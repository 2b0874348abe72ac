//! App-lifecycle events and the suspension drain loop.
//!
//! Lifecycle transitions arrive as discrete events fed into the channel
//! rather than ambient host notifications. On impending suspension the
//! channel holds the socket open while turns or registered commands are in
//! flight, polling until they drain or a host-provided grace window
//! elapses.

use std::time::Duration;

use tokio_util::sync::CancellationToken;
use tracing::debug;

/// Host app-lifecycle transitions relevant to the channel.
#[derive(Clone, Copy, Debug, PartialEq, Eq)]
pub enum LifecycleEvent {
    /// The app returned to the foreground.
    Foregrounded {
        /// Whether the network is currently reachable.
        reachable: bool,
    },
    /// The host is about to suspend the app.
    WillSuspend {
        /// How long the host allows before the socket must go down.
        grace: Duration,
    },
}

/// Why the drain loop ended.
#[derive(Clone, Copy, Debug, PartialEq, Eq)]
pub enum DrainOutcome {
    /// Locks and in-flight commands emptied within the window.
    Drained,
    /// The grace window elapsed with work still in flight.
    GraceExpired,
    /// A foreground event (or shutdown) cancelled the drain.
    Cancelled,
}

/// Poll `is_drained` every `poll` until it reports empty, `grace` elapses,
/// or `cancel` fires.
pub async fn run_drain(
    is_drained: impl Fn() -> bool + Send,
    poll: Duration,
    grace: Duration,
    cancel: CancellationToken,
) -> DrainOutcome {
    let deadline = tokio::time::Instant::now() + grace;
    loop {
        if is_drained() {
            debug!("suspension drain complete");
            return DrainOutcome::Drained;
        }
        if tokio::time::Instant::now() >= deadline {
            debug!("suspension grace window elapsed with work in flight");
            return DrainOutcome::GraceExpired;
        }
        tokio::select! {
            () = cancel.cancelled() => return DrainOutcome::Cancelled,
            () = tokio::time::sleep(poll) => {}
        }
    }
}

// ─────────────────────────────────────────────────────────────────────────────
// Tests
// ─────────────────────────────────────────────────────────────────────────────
...
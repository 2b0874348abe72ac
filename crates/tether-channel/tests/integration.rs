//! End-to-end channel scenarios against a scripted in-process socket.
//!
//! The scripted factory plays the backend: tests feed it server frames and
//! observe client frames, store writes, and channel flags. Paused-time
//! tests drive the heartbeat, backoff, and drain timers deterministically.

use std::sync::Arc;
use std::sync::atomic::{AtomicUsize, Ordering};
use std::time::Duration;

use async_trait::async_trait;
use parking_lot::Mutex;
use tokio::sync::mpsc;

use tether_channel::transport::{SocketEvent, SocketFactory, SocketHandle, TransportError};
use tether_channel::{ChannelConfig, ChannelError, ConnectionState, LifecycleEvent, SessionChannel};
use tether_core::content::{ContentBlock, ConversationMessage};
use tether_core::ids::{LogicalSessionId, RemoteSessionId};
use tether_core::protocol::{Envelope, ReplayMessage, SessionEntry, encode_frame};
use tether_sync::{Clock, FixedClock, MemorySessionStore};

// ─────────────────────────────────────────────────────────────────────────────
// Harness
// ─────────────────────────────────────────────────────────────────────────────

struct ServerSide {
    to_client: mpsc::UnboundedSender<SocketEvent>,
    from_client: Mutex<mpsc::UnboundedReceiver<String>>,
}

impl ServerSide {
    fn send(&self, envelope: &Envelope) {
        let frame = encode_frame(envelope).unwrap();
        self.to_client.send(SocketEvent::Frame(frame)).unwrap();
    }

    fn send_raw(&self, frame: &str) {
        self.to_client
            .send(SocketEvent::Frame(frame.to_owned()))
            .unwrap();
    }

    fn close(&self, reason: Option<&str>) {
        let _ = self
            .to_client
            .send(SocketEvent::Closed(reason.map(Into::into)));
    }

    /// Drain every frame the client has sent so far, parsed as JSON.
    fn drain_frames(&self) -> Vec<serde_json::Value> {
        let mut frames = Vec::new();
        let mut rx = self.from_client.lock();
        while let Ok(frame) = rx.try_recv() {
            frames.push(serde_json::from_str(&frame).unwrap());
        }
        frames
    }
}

* _Task directions_: In the entries above, count each line containing the word "while" and reply with only the count.

* _Answer to the problem_: 2